Work required: Please copy out the entries below exactly, beginning with the line that contains "bars refreshed, expired" and ending with the line that contains "by this tick.", and include nothing outside that span.

[Records for processing]

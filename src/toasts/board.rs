// SPDX-License-Identifier: MPL-2.0
//! Position-keyed containers and the toast lifecycle.
//!
//! The board owns every toast. Toasts sharing a [`Position`] live in one
//! [`Container`]; a container is created the first time a toast needs it and
//! dropped as soon as its last toast is detached or moved away.
//!
//! All timers are driven by [`Board::tick`], which the application calls on
//! every tick of its subscription (see [`Board::tick_interval`]).

use super::options::{Options, Update};
use super::position::Position;
use super::toast::{Toast, ToastId};
use std::time::{Duration, Instant};

/// Tick rate while a progress bar or a transition is on screen.
pub const PROGRESS_TICK: Duration = Duration::from_millis(10);

/// Tick rate while only countdowns are pending.
pub const IDLE_TICK: Duration = Duration::from_millis(100);

/// Toasts sharing one screen position, in attachment order.
#[derive(Debug)]
pub struct Container {
    position: Position,
    toasts: Vec<Toast>,
}

impl Container {
    fn new(position: Position) -> Self {
        Self {
            position,
            toasts: Vec::new(),
        }
    }

    #[must_use]
    pub fn position(&self) -> Position {
        self.position
    }

    #[must_use]
    pub fn toasts(&self) -> &[Toast] {
        &self.toasts
    }

    #[must_use]
    pub fn len(&self) -> usize {
        self.toasts.len()
    }

    #[must_use]
    pub fn is_empty(&self) -> bool {
        self.toasts.is_empty()
    }
}

#[derive(Debug, Default)]
pub struct Board {
    /// Containers in creation order.
    containers: Vec<Container>,
}

impl Board {
    #[must_use]
    pub fn new() -> Self {
        Self::default()
    }

    /// Creates a toast from `options` and attaches it to the container for
    /// its position. It is revealed on the next tick.
    pub fn show(&mut self, options: Options, now: Instant) -> ToastId {
        let mut update = Update::from(options);
        let position = update.position.take().unwrap_or_default();
        let mut toast = Toast::new(position);
        let id = toast.id();
        toast.apply(update, now);

        tracing::debug!(?id, %position, "toast attached");
        self.container_or_create(position).toasts.push(toast);
        id
    }

    /// Applies a partial set of property changes. Returns `false` when the
    /// toast is unknown or already leaving.
    pub fn update(&mut self, id: ToastId, mut update: Update, now: Instant) -> bool {
        let Some(toast) = self.get_mut(id) else {
            tracing::debug!(?id, "update for unknown toast ignored");
            return false;
        };
        if toast.is_leaving() {
            tracing::debug!(?id, "update for leaving toast ignored");
            return false;
        }

        let position = update.position.take();
        toast.apply(update, now);
        if let Some(position) = position {
            self.move_to(id, position);
        }
        true
    }

    /// Starts the exit transition of a toast and runs its completion
    /// callback. The element stays attached until the transition ends.
    pub fn remove(&mut self, id: ToastId, now: Instant) -> bool {
        let Some(toast) = self.get_mut(id) else {
            tracing::debug!(?id, "remove for unknown toast ignored");
            return false;
        };
        let started = toast.begin_leaving(now);
        if started {
            tracing::debug!(?id, "toast leaving");
        }
        started
    }

    /// Click on a toast: dismisses it when it is closable.
    pub fn click(&mut self, id: ToastId, now: Instant) -> bool {
        if !self.get(id).is_some_and(Toast::can_close) {
            return false;
        }
        self.remove(id, now)
    }

    /// Cursor entered (`true`) or left (`false`) a toast.
    pub fn hover(&mut self, id: ToastId, hovered: bool, now: Instant) -> bool {
        match self.get_mut(id) {
            Some(toast) if !toast.is_leaving() => {
                toast.set_hovered(hovered, now);
                true
            }
            _ => false,
        }
    }

    /// Starts the exit transition of every toast on the board.
    pub fn clear(&mut self, now: Instant) {
        let ids: Vec<ToastId> = self.toasts().map(Toast::id).collect();
        for id in ids {
            self.remove(id, now);
        }
    }

    /// Runs every timer up to `now`.
    ///
    /// Entering toasts are revealed, progress bars refreshed, expired
    /// auto-close timers fire, and toasts whose exit transition completed
    /// are detached. Returns the ids detached by this tick.
    pub fn tick(&mut self, now: Instant) -> Vec<ToastId> {
        let mut expired = Vec::new();
        for toast in self.toasts_mut() {
            toast.advance(now);
            if toast.is_expired(now) {
                expired.push(toast.id());
            }
        }
        for id in expired {
            tracing::debug!(?id, "auto-close timer fired");
            self.remove(id, now);
        }

        let mut detached = Vec::new();
        for container in &mut self.containers {
            container.toasts.retain(|toast| {
                let finished = toast.is_transition_finished(now);
                if finished {
                    detached.push(toast.id());
                }
                !finished
            });
        }
        self.drop_empty_containers();
        detached
    }

    /// How often [`Board::tick`] needs to run, `None` when nothing is pending.
    #[must_use]
    pub fn tick_interval(&self) -> Option<Duration> {
        if self.is_empty() {
            return None;
        }
        let needs_frames = self.toasts().any(|toast| {
            toast.is_animating() || (toast.show_progress() && toast.countdown().is_some())
        });
        Some(if needs_frames { PROGRESS_TICK } else { IDLE_TICK })
    }

    #[must_use]
    pub fn get(&self, id: ToastId) -> Option<&Toast> {
        self.toasts().find(|toast| toast.id() == id)
    }

    #[must_use]
    pub fn containers(&self) -> &[Container] {
        &self.containers
    }

    #[must_use]
    pub fn container(&self, position: Position) -> Option<&Container> {
        self.containers
            .iter()
            .find(|container| container.position == position)
    }

    pub fn toasts(&self) -> impl Iterator<Item = &Toast> {
        self.containers
            .iter()
            .flat_map(|container| container.toasts.iter())
    }

    /// Number of attached toasts, leaving ones included.
    #[must_use]
    pub fn len(&self) -> usize {
        self.containers.iter().map(Container::len).sum()
    }

    #[must_use]
    pub fn is_empty(&self) -> bool {
        self.containers.is_empty()
    }

    fn get_mut(&mut self, id: ToastId) -> Option<&mut Toast> {
        self.toasts_mut().find(|toast| toast.id() == id)
    }

    fn toasts_mut(&mut self) -> impl Iterator<Item = &mut Toast> {
        self.containers
            .iter_mut()
            .flat_map(|container| container.toasts.iter_mut())
    }

    fn container_or_create(&mut self, position: Position) -> &mut Container {
        let index = match self
            .containers
            .iter()
            .position(|container| container.position == position)
        {
            Some(index) => index,
            None => {
                tracing::debug!(%position, "container created");
                self.containers.push(Container::new(position));
                self.containers.len() - 1
            }
        };
        &mut self.containers[index]
    }

    /// Moves a toast to the end of the container for `position`, which may
    /// be the container it already lives in.
    fn move_to(&mut self, id: ToastId, position: Position) {
        let Some((container_index, toast_index)) = self.locate(id) else {
            return;
        };

        let current = &mut self.containers[container_index];
        let mut toast = current.toasts.remove(toast_index);
        if current.position == position {
            current.toasts.push(toast);
            return;
        }

        toast.set_position(position);
        tracing::debug!(?id, %position, "toast moved");

        self.drop_empty_containers();
        self.container_or_create(position).toasts.push(toast);
    }

    fn locate(&self, id: ToastId) -> Option<(usize, usize)> {
        self.containers
            .iter()
            .enumerate()
            .find_map(|(container_index, container)| {
                container
                    .toasts
                    .iter()
                    .position(|toast| toast.id() == id)
                    .map(|toast_index| (container_index, toast_index))
            })
    }

    fn drop_empty_containers(&mut self) {
        self.containers.retain(|container| {
            if container.is_empty() {
                tracing::debug!(position = %container.position, "container removed");
            }
            !container.is_empty()
        });
    }
}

[/Records for processing]

Written answer:
    /// Entering toasts are revealed, progress bars refreshed, expired
    /// auto-close timers fire, and toasts whose exit transition completed
    /// are detached. Returns the ids detached by this tick.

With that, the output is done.